Important Question: How do i Scrape Links with Scrapebox to use with GSA SER? + More questions :)

hi ive been using gsa for a few months now and i have always wondered a few things the first thing is how exactly do i use scrapebox to get amazing links for GSA SER also do i have to trim the urls to only thee homepage / Root url?

also im using gsa on a vps with 10 private proxies and mixing them with around 100+ public proxies with death by captcha  

my niche is a hard one as its a money making niche and im just hoping im doing everything right

im scraping for keywords related to my niche with scrapebox  i do have 2 projects running to my money site on strict filters no junk pr 1-10 and set it up like how ron has it

my LMP is at most around 1.36  but im thinking this is due to my keywords im using cause of the niche i am in with social media 

what i need though it to learn how to scrape good links that gsa will use greatly with scrapebox ive been looking for videos or guides and i cannot find one that is very specific on what exactly i need to do to get the links

and i seem to be getting ALOT of duplicate urls and domains around 10,000 dup urls which is wasting resources and captchas 

Comments

  • goonergooner SERLists.com
    hey @ilegit,

    I use gscraper because it has the option not scrape duplicate url's, not sure if scrapebox has that but if it does then that should remove the duplicate url problem.

    If not, gscraper has a free version which allows you to scrape 100,000 urls at a time.
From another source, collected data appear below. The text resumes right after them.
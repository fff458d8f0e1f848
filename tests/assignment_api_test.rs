// ==========================================
// AssignmentApi 集成测试
// ==========================================
// 测试目标: 本地 JSON 数据源 → API → 统一响应
// 覆盖范围: 成功/失败响应、设置解析、数据源降级、缓存失效
// ==========================================


use inventory_assign::api::{ApiError, AssignmentApi};
use inventory_assign::config::CacheConfig;
use inventory_assign::domain::Store;
use inventory_assign::engine::AssignmentOrchestrator;
use inventory_assign::feeds::JsonFileFeed;
use std::sync::Arc;
use test_helpers::*;

// ==========================================
// 测试辅助函数
// ==========================================

fn api_for(dir: &std::path::Path) -> AssignmentApi {
    let feed = Arc::new(JsonFileFeed::new(dir));
    let orchestrator = AssignmentOrchestrator::with_clock(feed, CacheConfig::default(), manual_clock());
    AssignmentApi::new(orchestrator)
}

const SETTINGS_JSON: &str = r#"{
    "priorities": { "onSaleReceipt": true, "yardReceipt": true, "reservationSite": true },
    "models": {
        "x_blue_256": { "name": "X", "color": "Blue", "capacity": "256GB", "enabled": true, "quantity": 2 },
        "x_blue_512": { "name": "X", "color": "Blue", "capacity": "512GB", "enabled": true, "quantity": 1 }
    },
    "targets": {
        "offices": {},
        "departments": {},
        "agents": { "A": true, "B": true },
        "stores": {}
    }
}"#;

// ==========================================
// 测试用例
// ==========================================

#[tokio::test]
async fn test_waterfall_from_json_files() {
    let dir = create_data_dir(
        &[
            reservation("C1", "S1", "X", "Blue", "2026-03-01 10:00"),
            reservation("C2", "S2", "X", "Blue", "2026-03-01 10:05"),
        ],
        &[reservation("C3", "S3", "X", "Blue", "2026-03-01 09:00")],
        &[reservation("C4", "S4", "X", "Blue", "2026-03-01 08:00")],
        &[agent("A", "East", "D1", None), agent("B", "East", "D1", None)],
        &[Store {
            code: "S1".to_string(),
            name: "一号店".to_string(),
        }],
    )
    .unwrap();
    let api = api_for(dir.path());
    let settings = AssignmentApi::parse_settings(SETTINGS_JSON).unwrap();

    let response = api.calculate_waterfall(&settings).await;

    assert!(response.success);
    let data = response.data.unwrap();
    // 同一机型颜色不同容量的数量累加为 3
    assert_eq!(data.assignments.len(), 3);
    assert_eq!(data.skipped_items.len(), 1);
    assert!(data.validation.valid);
    assert_eq!(data.settings, settings);
    assert_eq!(data.timestamp, fixed_now());

    let json = serde_json::to_value(&data).unwrap();
    assert!(json.get("skippedItems").is_some());
    assert_eq!(json["assignments"][0]["agentId"], "A");
    assert_eq!(json["assignments"][0]["source"], "onSaleReceipt");
    assert_eq!(json["skippedItems"][0]["reason"], "SKU_CAP_REACHED");
}

#[tokio::test]
async fn test_missing_feed_file_degrades() {
    let dir = create_data_dir(
        &[reservation("C1", "S1", "X", "Blue", "2026-03-01 10:00")],
        &[],
        &[],
        &[agent("A", "East", "D1", None)],
        &[],
    )
    .unwrap();
    std::fs::remove_file(dir.path().join("reservation-data/yard-receipt.json")).unwrap();
    std::fs::remove_file(dir.path().join("stores.json")).unwrap();
    let api = api_for(dir.path());
    let settings = AssignmentApi::parse_settings(SETTINGS_JSON).unwrap();

    let output = api.run_waterfall(&settings).await.unwrap();

    assert_eq!(output.assignments.len(), 1);
    assert_eq!(output.assignments[0].agent_id, "A");
}

#[tokio::test]
async fn test_failure_envelope_carries_message() {
    let dir = create_data_dir(&[], &[], &[], &[agent("A", "East", "D1", None)], &[]).unwrap();
    let api = api_for(dir.path());
    let mut settings = AssignmentApi::parse_settings(SETTINGS_JSON).unwrap();
    settings.targets.agents.clear();

    let response = api.calculate_waterfall(&settings).await;

    assert!(!response.success);
    assert!(response.data.is_none());
    assert_eq!(response.code.as_deref(), Some("VALIDATION_ERROR"));
    assert!(response.error.unwrap().contains("没有可分配的销售人员"));
}

#[tokio::test]
async fn test_empty_queue_reports_invalid_result() {
    let dir = create_data_dir(&[], &[], &[], &[agent("A", "East", "D1", None)], &[]).unwrap();
    let api = api_for(dir.path());
    let settings = AssignmentApi::parse_settings(SETTINGS_JSON).unwrap();

    let output = api.run_waterfall(&settings).await.unwrap();

    assert!(output.assignments.is_empty());
    assert!(!output.validation.valid);
}

#[tokio::test]
async fn test_ratio_without_weights_is_rejected() {
    let dir = create_data_dir(&[], &[], &[], &[agent("A", "East", "D1", None)], &[]).unwrap();
    let api = api_for(dir.path());
    let settings = AssignmentApi::parse_settings(SETTINGS_JSON).unwrap();

    let err = api.run_ratio(&settings, &[]).await.unwrap_err();

    assert!(matches!(err, ApiError::ValidationError(_)));
}

#[test]
fn test_parse_settings_rejects_malformed_json() {
    let err = AssignmentApi::parse_settings("{ not json").unwrap_err();
    assert_eq!(err.code(), "INVALID_INPUT");
}

#[tokio::test]
async fn test_structure_and_cache_invalidation() {
    let dir = create_data_dir(
        &[],
        &[],
        &[],
        &[agent("A", "East", "D1", None), agent("B", "West", "D2", Some("S1"))],
        &[Store {
            code: "S1".to_string(),
            name: "一号店".to_string(),
        }],
    )
    .unwrap();
    let api = api_for(dir.path());

    let hierarchy = api.hierarchical_structure().await.unwrap();
    assert_eq!(hierarchy.offices.len(), 2);
    assert_eq!(hierarchy.agents_at_store("一号店").count(), 1);

    assert_eq!(api.cache_stats().unwrap().entries, 1);
    assert_eq!(api.invalidate_cache(None).unwrap(), 1);
    assert_eq!(api.cache_stats().unwrap().entries, 0);
}
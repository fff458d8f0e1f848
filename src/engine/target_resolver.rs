// ==========================================
// 库存分配引擎 - 分配对象解析
// ==========================================
// 职责: 勾选状态 + 组织树 → 去重后的可分配人员列表
// 输入: TargetSelection + OrgHierarchy
// 输出: Vec<Agent>（顺序即后续分配时的选择顺序）
// ==========================================

use crate::domain::agent::{Agent, OrgHierarchy};
use crate::domain::selection::TargetSelection;
use std::collections::HashSet;
use tracing::{debug, instrument};

// ==========================================
// TargetResolver - 分配对象解析器
// ==========================================
pub struct TargetResolver {
    // 无状态引擎，不需要注入依赖
}

impl TargetResolver {
    pub fn new() -> Self {
        Self {}
    }

    /// 预约分配模式的对象解析（门店优先）
    ///
    /// 解析优先级:
    /// 1) 勾选门店下的人员
    /// 2) 直接勾选的人员
    /// 3) 勾选部门下的人员
    /// 4) 勾选办公室下的人员
    ///
    /// 每一层只追加前面各层尚未加入的人员；层内按花名册顺序
    #[instrument(skip_all, fields(roster = hierarchy.agents.len()))]
    pub fn resolve_reservation_targets(
        &self,
        selection: &TargetSelection,
        hierarchy: &OrgHierarchy,
    ) -> Vec<Agent> {
        let selected_stores: Vec<&str> = selection.selected_stores().collect();

        let mut added: HashSet<&str> = HashSet::new();
        let mut resolved: Vec<Agent> = Vec::new();

        let tiers: [(&str, Box<dyn Fn(&Agent) -> bool + '_>); 4] = [
            (
                "store",
                Box::new(|agent: &Agent| {
                    selected_stores
                        .iter()
                        .any(|store| Self::agent_at_store(agent, store, hierarchy))
                }),
            ),
            (
                "agent",
                Box::new(|agent: &Agent| selection.is_agent_selected(&agent.id)),
            ),
            (
                "department",
                Box::new(|agent: &Agent| {
                    !agent.department.is_empty()
                        && selection.is_department_selected(&agent.office, &agent.department)
                }),
            ),
            (
                "office",
                Box::new(|agent: &Agent| {
                    !agent.office.is_empty() && selection.is_office_selected(&agent.office)
                }),
            ),
        ];

        for (tier, reachable) in tiers.iter() {
            let before = resolved.len();
            for agent in &hierarchy.agents {
                if added.contains(agent.id.as_str()) || !reachable(agent) {
                    continue;
                }
                added.insert(agent.id.as_str());
                resolved.push(agent.clone());
            }
            debug!(tier = *tier, added = resolved.len() - before, "分配对象解析");
        }

        resolved
    }

    /// 按比例分配模式的对象解析
    ///
    /// 以级联后的人员勾选为准；人员无显式记录时继承部门、办公室
    #[instrument(skip_all, fields(roster = hierarchy.agents.len()))]
    pub fn resolve_ratio_targets(
        &self,
        selection: &TargetSelection,
        hierarchy: &OrgHierarchy,
    ) -> Vec<Agent> {
        let resolved: Vec<Agent> = hierarchy
            .agents
            .iter()
            .filter(|agent| {
                selection.effective_agent_selection(&agent.id, &agent.department, &agent.office)
            })
            .cloned()
            .collect();

        debug!(resolved = resolved.len(), "分配对象解析完成");
        resolved
    }

    fn agent_at_store(agent: &Agent, store_key: &str, hierarchy: &OrgHierarchy) -> bool {
        match hierarchy.store(store_key) {
            Some(store) => agent.belongs_to_store(store),
            None => agent.store.as_deref() == Some(store_key),
        }
    }
}

impl Default for TargetResolver {
    fn default() -> Self {
        Self::new()
    }
}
That is fine for our needs.

    How i do it is take the footprints for the engines i want from SER and paste them into gscraper. Then add your keywords, but if you want niche specific keywords you will always get limited results.

    I just use a list of 100,000 generic keywords... Use maybe 1000 keywords per scrape... Leave it running overnight and you will have something like 50,000 - 100,000 unique urls.

    Import into SER and let it identify them and you should find it can post to around 60 - 80% of the scraped urls... so around 30,000 - 80,000 viable targets scraped per night.

    That's how i do it but i'm sure some people here will have even better methods,
  • The thing is im not scraping from scrapebox the dup urls are coming from gsa alone if i knew exactly how to use software to scrape for links then i would prefer this so i dont have dup urls and waste resources

    also how exactly do i use the list after i scrape it with software in gsa?
  • goonergooner SERLists.com
    Well gsa ser has to look at a url before it knows it is a dup so i'm not sure there is much you can do about that? Except maybe scrape more targets and give SER more choice of which url to choose.

    For using your lists, you can import directly into a project or multiple projects by selecting them and right clicking and then "import target urls".

    For me, i get better success if i use the "options", "advanced", "tools" and then "import urls and identify".

    If you do that make sure you have "saves identified sites to" selected in "options-advanced" and make sure all projects are set to post from identified lists (I also set it to post from verified lists too).

    Hope that makes sense?


  • yea alright thanks 
  • 2Take22Take2 UK
    edited August 2013

    I'm by no means an expert, but I use scrape box to scrape for target to import into SER, and this is my process (You probably know most of this already, but I'll post it anyway to help others who may not)..

    Assuming that you have already gone through the 'submitted vs verified' lists and worked out which engines perform best.

    - Open GSA SER

    - Click: Options >>Advanced>>Tools>>Search online for urls>>Add predefined footprint  

    - Find the footprints you want, add them to the list, and copy them from the SER popup into to notepad (one per line)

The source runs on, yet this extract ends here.